# Stored entries:
· · ·

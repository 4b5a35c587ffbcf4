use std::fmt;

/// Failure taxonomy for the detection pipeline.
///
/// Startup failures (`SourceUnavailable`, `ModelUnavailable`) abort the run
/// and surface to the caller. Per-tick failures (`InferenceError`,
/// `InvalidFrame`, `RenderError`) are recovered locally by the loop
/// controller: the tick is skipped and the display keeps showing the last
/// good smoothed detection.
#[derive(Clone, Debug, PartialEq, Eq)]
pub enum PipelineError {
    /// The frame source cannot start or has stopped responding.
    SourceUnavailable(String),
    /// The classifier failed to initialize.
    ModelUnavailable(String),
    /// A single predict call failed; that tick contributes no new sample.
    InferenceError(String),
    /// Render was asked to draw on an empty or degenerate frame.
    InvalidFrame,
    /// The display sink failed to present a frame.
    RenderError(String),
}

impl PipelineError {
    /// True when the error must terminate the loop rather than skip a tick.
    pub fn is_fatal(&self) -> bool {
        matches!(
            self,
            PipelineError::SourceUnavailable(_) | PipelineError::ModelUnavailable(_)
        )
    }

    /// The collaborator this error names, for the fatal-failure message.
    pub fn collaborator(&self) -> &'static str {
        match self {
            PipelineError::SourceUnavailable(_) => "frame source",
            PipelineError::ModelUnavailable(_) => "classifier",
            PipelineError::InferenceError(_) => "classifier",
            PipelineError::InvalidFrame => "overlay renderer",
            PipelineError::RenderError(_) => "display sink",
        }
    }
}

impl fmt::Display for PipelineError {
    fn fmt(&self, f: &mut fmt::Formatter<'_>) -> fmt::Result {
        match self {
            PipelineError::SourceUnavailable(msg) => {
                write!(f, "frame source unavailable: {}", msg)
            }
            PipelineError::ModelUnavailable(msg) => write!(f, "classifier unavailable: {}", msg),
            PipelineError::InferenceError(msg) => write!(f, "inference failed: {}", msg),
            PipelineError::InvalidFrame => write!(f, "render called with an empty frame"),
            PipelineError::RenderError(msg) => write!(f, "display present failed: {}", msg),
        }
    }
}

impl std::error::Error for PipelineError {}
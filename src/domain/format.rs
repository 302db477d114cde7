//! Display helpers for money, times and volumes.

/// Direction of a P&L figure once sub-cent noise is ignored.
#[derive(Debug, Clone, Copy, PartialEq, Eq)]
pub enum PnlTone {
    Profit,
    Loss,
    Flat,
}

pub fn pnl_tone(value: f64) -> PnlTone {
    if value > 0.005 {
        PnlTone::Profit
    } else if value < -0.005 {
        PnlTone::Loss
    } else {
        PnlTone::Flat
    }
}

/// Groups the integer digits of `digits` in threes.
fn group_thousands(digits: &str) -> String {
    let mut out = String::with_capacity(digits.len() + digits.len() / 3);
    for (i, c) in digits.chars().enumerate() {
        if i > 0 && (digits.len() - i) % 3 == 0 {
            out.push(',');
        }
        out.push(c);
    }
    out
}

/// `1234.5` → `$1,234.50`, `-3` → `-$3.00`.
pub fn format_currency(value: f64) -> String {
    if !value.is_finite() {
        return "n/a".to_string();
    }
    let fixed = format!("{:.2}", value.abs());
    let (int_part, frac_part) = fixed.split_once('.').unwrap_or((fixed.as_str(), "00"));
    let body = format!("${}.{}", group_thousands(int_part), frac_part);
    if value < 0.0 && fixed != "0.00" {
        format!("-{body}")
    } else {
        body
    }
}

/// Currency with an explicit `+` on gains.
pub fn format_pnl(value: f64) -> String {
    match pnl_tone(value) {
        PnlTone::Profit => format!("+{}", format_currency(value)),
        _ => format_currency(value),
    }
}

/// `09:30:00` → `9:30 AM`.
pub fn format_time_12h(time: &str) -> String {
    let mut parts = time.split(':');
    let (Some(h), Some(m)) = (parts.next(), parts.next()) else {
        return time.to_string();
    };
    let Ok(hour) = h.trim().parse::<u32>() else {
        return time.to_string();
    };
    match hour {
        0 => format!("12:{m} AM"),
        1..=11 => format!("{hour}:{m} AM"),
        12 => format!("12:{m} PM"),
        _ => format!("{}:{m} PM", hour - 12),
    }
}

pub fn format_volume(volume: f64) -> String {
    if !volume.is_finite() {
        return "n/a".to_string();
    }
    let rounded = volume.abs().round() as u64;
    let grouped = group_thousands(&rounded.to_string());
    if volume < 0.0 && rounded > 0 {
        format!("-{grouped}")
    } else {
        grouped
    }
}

· · ·

# EXERCISE AIM:
Copy out all the entries shown above, character for character.

# TASK SOLUTION:
repository 4b5a35c587ffbcf4
use std::fmt;

/// Failure taxonomy for the detection pipeline.
///
/// Startup failures (`SourceUnavailable`, `ModelUnavailable`) abort the run
/// and surface to the caller. Per-tick failures (`InferenceError`,
/// `InvalidFrame`, `RenderError`) are recovered locally by the loop
/// controller: the tick is skipped and the display keeps showing the last
/// good smoothed detection.
#[derive(Clone, Debug, PartialEq, Eq)]
pub enum PipelineError {
    /// The frame source cannot start or has stopped responding.
    SourceUnavailable(String),
    /// The classifier failed to initialize.
    ModelUnavailable(String),
    /// A single predict call failed; that tick contributes no new sample.
    InferenceError(String),
    /// Render was asked to draw on an empty or degenerate frame.
    InvalidFrame,
    /// The display sink failed to present a frame.
    RenderError(String),
}

impl PipelineError {
    /// True when the error must terminate the loop rather than skip a tick.
    pub fn is_fatal(&self) -> bool {
        matches!(
            self,
            PipelineError::SourceUnavailable(_) | PipelineError::ModelUnavailable(_)
        )
    }

    /// The collaborator this error names, for the fatal-failure message.
    pub fn collaborator(&self) -> &'static str {
        match self {
            PipelineError::SourceUnavailable(_) => "frame source",
            PipelineError::ModelUnavailable(_) => "classifier",
            PipelineError::InferenceError(_) => "classifier",
            PipelineError::InvalidFrame => "overlay renderer",
            PipelineError::RenderError(_) => "display sink",
        }
    }
}

impl fmt::Display for PipelineError {
    fn fmt(&self, f: &mut fmt::Formatter<'_>) -> fmt::Result {
        match self {
            PipelineError::SourceUnavailable(msg) => {
                write!(f, "frame source unavailable: {}", msg)
            }
            PipelineError::ModelUnavailable(msg) => write!(f, "classifier unavailable: {}", msg),
            PipelineError::InferenceError(msg) => write!(f, "inference failed: {}", msg),
            PipelineError::InvalidFrame => write!(f, "render called with an empty frame"),
            PipelineError::RenderError(msg) => write!(f, "display present failed: {}", msg),
        }
    }
}

impl std::error::Error for PipelineError {}
filename src/domain/format.rs
repository 302db477d114cde7
//! Display helpers for money, times and volumes.

/// Direction of a P&L figure once sub-cent noise is ignored.
#[derive(Debug, Clone, Copy, PartialEq, Eq)]
pub enum PnlTone {
    Profit,
    Loss,
    Flat,
}

pub fn pnl_tone(value: f64) -> PnlTone {
    if value > 0.005 {
        PnlTone::Profit
    } else if value < -0.005 {
        PnlTone::Loss
    } else {
        PnlTone::Flat
    }
}

/// Groups the integer digits of `digits` in threes.
fn group_thousands(digits: &str) -> String {
    let mut out = String::with_capacity(digits.len() + digits.len() / 3);
    for (i, c) in digits.chars().enumerate() {
        if i > 0 && (digits.len() - i) % 3 == 0 {
            out.push(',');
        }
        out.push(c);
    }
    out
}

/// `1234.5` → `$1,234.50`, `-3` → `-$3.00`.
pub fn format_currency(value: f64) -> String {
    if !value.is_finite() {
        return "n/a".to_string();
    }
    let fixed = format!("{:.2}", value.abs());
    let (int_part, frac_part) = fixed.split_once('.').unwrap_or((fixed.as_str(), "00"));
    let body = format!("${}.{}", group_thousands(int_part), frac_part);
    if value < 0.0 && fixed != "0.00" {
        format!("-{body}")
    } else {
        body
    }
}

/// Currency with an explicit `+` on gains.
pub fn format_pnl(value: f64) -> String {
    match pnl_tone(value) {
        PnlTone::Profit => format!("+{}", format_currency(value)),
        _ => format_currency(value),
    }
}

/// `09:30:00` → `9:30 AM`.
pub fn format_time_12h(time: &str) -> String {
    let mut parts = time.split(':');
    let (Some(h), Some(m)) = (parts.next(), parts.next()) else {
        return time.to_string();
    };
    let Ok(hour) = h.trim().parse::<u32>() else {
        return time.to_string();
    };
    match hour {
        0 => format!("12:{m} AM"),
        1..=11 => format!("{hour}:{m} AM"),
        12 => format!("12:{m} PM"),
        _ => format!("{}:{m} PM", hour - 12),
    }
}

pub fn format_volume(volume: f64) -> String {
    if !volume.is_finite() {
        return "n/a".to_string();
    }
    let rounded = volume.abs().round() as u64;
    let grouped = group_thousands(&rounded.to_string());
    if volume < 0.0 && rounded > 0 {
        format!("-{grouped}")
    } else {
        grouped
    }
}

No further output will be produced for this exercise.